══ Records for the task ══
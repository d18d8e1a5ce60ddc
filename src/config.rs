use std::path::{Path, PathBuf};
use std::time::Duration;

use anyhow::{Context, Result};
use config::{Config, ConfigError, Environment, File, FileFormat};
use serde::{Deserialize, Serialize};

use crate::layout::Layout;

mod defaults;
mod validation;

pub const SUPPORTED_PROVIDER: &str = "hetzner";

#[derive(Debug, Deserialize, Serialize, Clone)]
pub struct Settings {
    pub dc_name: String,
    pub base_dir: PathBuf,
    pub org_name: String,
    pub cloud_provider_config: CloudProviderSettings,
    pub cluster_config: ClusterSettings,
    pub observability_config: ObservabilitySettings,
    pub bootstrap: BootstrapSettings,
}

#[derive(Debug, Deserialize, Serialize, Clone)]
pub struct CloudProviderSettings {
    pub sudo_user: String,
    #[serde(default)]
    pub sudo_dir: String,
    pub internal_network_interface_name: String,
    pub provider: String,
    pub provider_settings: ProviderSettings,
}

#[derive(Debug, Deserialize, Serialize, Clone)]
pub struct ProviderSettings {
    pub location: String,
    #[serde(default)]
    pub ssh_keys: Vec<String>,
    #[serde(default)]
    pub allowed_ips: Vec<String>,
    pub server_instance_type: String,
    pub client_instance_type: String,
    pub observability_instance_type: String,
    pub resource_names: ResourceNames,
}

#[derive(Debug, Deserialize, Serialize, Clone)]
pub struct ResourceNames {
    pub base_server_name: String,
    pub firewall_name: String,
    pub network_name: String,
}

#[derive(Debug, Deserialize, Serialize, Clone)]
pub struct ClusterSettings {
    pub servers: u32,
    pub clients: u32,
    pub consul_volume_size: u32,
    pub vault_servers: u32,
    pub separate_consul_servers: bool,
    #[serde(default)]
    pub client_volumes: Vec<ClientVolume>,
    pub ingress: IngressSettings,
}

#[derive(Debug, Deserialize, Serialize, Clone)]
pub struct ClientVolume {
    pub name: String,
    /// Index of the client host the volume attaches to.
    pub client: String,
    pub path: String,
    pub size: u32,
}

#[derive(Debug, Deserialize, Serialize, Clone)]
pub struct IngressSettings {
    pub management_domain: String,
}

#[derive(Debug, Deserialize, Serialize, Clone)]
pub struct ObservabilitySettings {
    pub tempo_bucket: String,
    pub loki_bucket: String,
    pub multi_instance: bool,
}

#[derive(Debug, Deserialize, Serialize, Clone)]
pub struct BootstrapSettings {
    /// Pause between provisioning and the first playbook run.
    pub node_wait: String,
    /// Renewal period of the scheduler's secrets-service token.
    pub vault_token_period: String,
    pub kv_mount: String,
    /// Base URL serving the `ips-v4` and `ips-v6` lists.
    pub cloudflare_url: String,
}

impl Settings {
    /// Reads settings from defaults, the YAML file at `config_path`, and
    /// `STACKROOT__`-prefixed environment variables, in that order.
    ///
    /// # Errors
    /// Returns error if the file is missing or any value has the wrong type.
    pub fn new(config_path: &Path) -> Result<Self, ConfigError> {
        let builder = defaults::apply_defaults(Config::builder())?
            .add_source(File::from(config_path).format(FileFormat::Yaml).required(true))
            // e.g. STACKROOT__CLUSTER_CONFIG__SERVERS=5
            .add_source(
                Environment::with_prefix("STACKROOT")
                    .prefix_separator("__")
                    .separator("__"),
            );
        builder.build()?.try_deserialize()
    }

    /// Loads and validates settings in one step.
    ///
    /// # Errors
    /// Returns error if loading or validation fails.
    pub fn load(config_path: &Path) -> Result<Self> {
        let settings = Self::new(config_path)
            .with_context(|| format!("Failed to load config {}", config_path.display()))?;
        settings.validate()?;
        Ok(settings)
    }

    /// Validates configuration values for correctness.
    ///
    /// # Errors
    /// Returns error if any setting is invalid or out of range.
    pub fn validate(&self) -> Result<()> {
        validation::validate_settings(self)
    }

    #[must_use]
    pub fn layout(&self) -> Layout {
        Layout::new(&self.base_dir)
    }

    #[must_use]
    pub fn cluster_user(&self) -> &str {
        &self.cloud_provider_config.sudo_user
    }

    /// Number of observability hosts the provisioner is asked for.
    #[must_use]
    pub fn observability_hosts(&self) -> usize {
        if self.observability_config.multi_instance {
            4
        } else {
            1
        }
    }

    /// # Errors
    /// Returns error if `bootstrap.node_wait` is not a valid duration.
    pub fn node_wait(&self) -> Result<Duration> {
        humantime::parse_duration(&self.bootstrap.node_wait)
            .with_context(|| format!("Invalid bootstrap.node_wait: {}", self.bootstrap.node_wait))
    }

    /// # Errors
    /// Returns error if `bootstrap.vault_token_period` is not a valid duration.
    pub fn vault_token_period(&self) -> Result<Duration> {
        humantime::parse_duration(&self.bootstrap.vault_token_period).with_context(|| {
            format!(
                "Invalid bootstrap.vault_token_period: {}",
                self.bootstrap.vault_token_period
            )
        })
    }
}
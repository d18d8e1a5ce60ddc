use std::collections::HashSet;

use anyhow::Result;

use super::{ClusterSettings, SUPPORTED_PROVIDER, Settings};
use crate::error::Error;

pub(crate) fn validate_settings(settings: &Settings) -> Result<()> {
    if settings.dc_name.trim().is_empty() {
        anyhow::bail!("dc_name must not be empty");
    }
    if settings.dc_name.chars().any(char::is_whitespace) {
        anyhow::bail!("dc_name must not contain whitespace");
    }
    if settings.base_dir.as_os_str().is_empty() {
        anyhow::bail!("base_dir must not be empty");
    }
    if settings.org_name.trim().is_empty() {
        anyhow::bail!("org_name must not be empty");
    }
    if settings.org_name.contains('/') {
        anyhow::bail!("org_name must not contain '/'");
    }

    let provider = &settings.cloud_provider_config;
    if provider.provider != SUPPORTED_PROVIDER {
        return Err(Error::UnsupportedProvider(provider.provider.clone()).into());
    }
    if provider.sudo_user.trim().is_empty() {
        anyhow::bail!("cloud_provider_config.sudo_user must not be empty");
    }
    if provider.internal_network_interface_name.trim().is_empty() {
        anyhow::bail!("cloud_provider_config.internal_network_interface_name must not be empty");
    }

    validate_cluster(&settings.cluster_config)?;

    if settings.observability_config.tempo_bucket.trim().is_empty() {
        anyhow::bail!("observability_config.tempo_bucket must not be empty");
    }
    if settings.observability_config.loki_bucket.trim().is_empty() {
        anyhow::bail!("observability_config.loki_bucket must not be empty");
    }

    let node_wait = settings.node_wait()?;
    if node_wait.is_zero() {
        anyhow::bail!("bootstrap.node_wait must be greater than 0");
    }
    let period = settings.vault_token_period()?;
    if period.is_zero() {
        anyhow::bail!("bootstrap.vault_token_period must be greater than 0");
    }
    if settings.bootstrap.kv_mount.trim_matches('/').is_empty() {
        anyhow::bail!("bootstrap.kv_mount must not be empty");
    }
    if !settings.bootstrap.cloudflare_url.starts_with("http://")
        && !settings.bootstrap.cloudflare_url.starts_with("https://")
    {
        anyhow::bail!("bootstrap.cloudflare_url must be an http(s) URL");
    }
    Ok(())
}

fn validate_cluster(cluster: &ClusterSettings) -> Result<()> {
    if cluster.servers == 0 {
        anyhow::bail!("cluster_config.servers must be greater than 0");
    }
    if cluster.vault_servers == 0 {
        anyhow::bail!("cluster_config.vault_servers must be greater than 0");
    }
    if cluster.consul_volume_size == 0 {
        anyhow::bail!("cluster_config.consul_volume_size must be greater than 0");
    }
    if cluster.ingress.management_domain.trim().is_empty() {
        anyhow::bail!("cluster_config.ingress.management_domain must not be empty");
    }

    let mut names = HashSet::new();
    for volume in &cluster.client_volumes {
        if !names.insert(volume.name.as_str()) {
            anyhow::bail!("cluster_config.client_volumes has duplicate name {}", volume.name);
        }
        let index: u32 = volume.client.parse().map_err(|_| {
            anyhow::anyhow!(
                "cluster_config.client_volumes[{}].client must be a client index",
                volume.name
            )
        })?;
        if index >= cluster.clients {
            anyhow::bail!(
                "cluster_config.client_volumes[{}].client must be less than cluster_config.clients",
                volume.name
            );
        }
        if volume.size == 0 {
            anyhow::bail!(
                "cluster_config.client_volumes[{}].size must be greater than 0",
                volume.name
            );
        }
        if !volume.path.starts_with('/') {
            anyhow::bail!(
                "cluster_config.client_volumes[{}].path must be absolute",
                volume.name
            );
        }
    }
    Ok(())
}
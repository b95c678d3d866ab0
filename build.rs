// Note to developers extending/debugging this file: When this file throws
// errors or warnings, `cargo -vv build` does not show the output of the
// `println!`s of this file. Resolve all warnings first, trigger a re-build
// (e.g. `touch build.rs`), and run `cargo -vv build` again.

use std::path::PathBuf;
use std::process::{Command, Output};

fn strip_newline(s: String) -> String {
    s.strip_suffix('\n').unwrap_or(&s).into()
}

fn run_cmd(cmd: &str, args: &[&str]) -> Output {
    Command::new(cmd).args(args).output().unwrap()
}

fn run_cmd_strip(cmd: &str, args: &[&str]) -> String {
    let out = run_cmd(cmd, args);
    strip_newline(String::from_utf8(out.stdout).unwrap())
}

fn main() {
    println!("cargo::rerun-if-changed=.git/HEAD");

    let is_in_git_worktree = run_cmd("git", &["rev-parse", "--is-inside-work-tree"])
        .status
        .success();

    if !is_in_git_worktree {
        print_version(concat!(env!("CARGO_PKG_VERSION"), " at no-git"));
        return;
    }

    let git_root = run_cmd_strip("git", &["rev-parse", "--show-toplevel"]);
    for path in ["Cargo.lock", "Cargo.toml", "build.rs", "src/"] {
        let p = PathBuf::from(&git_root).join(path);
        if p.exists() {
            println!("cargo::rerun-if-changed={}", p.display());
        }
    }

    let mut git_hash = run_cmd_strip("git", &["rev-parse", "--short", "HEAD"]);
    let is_dirty = !run_cmd("git", &["diff-index", "--quiet", "HEAD"])
        .status
        .success();
    if is_dirty {
        git_hash.push_str("-dirty");
    }

    print_version(&format!("{} at {}", env!("CARGO_PKG_VERSION"), git_hash));
}

fn print_version(s: &str) {
    println!("cargo::rustc-env=EXPORTER_BUILD_VERSION={s}");
}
═══
• [What you need to do] In the listing above, how many lines include the word "ResourceNames"? Answer with the number and nothing more.

• [Solution for this exercise] 2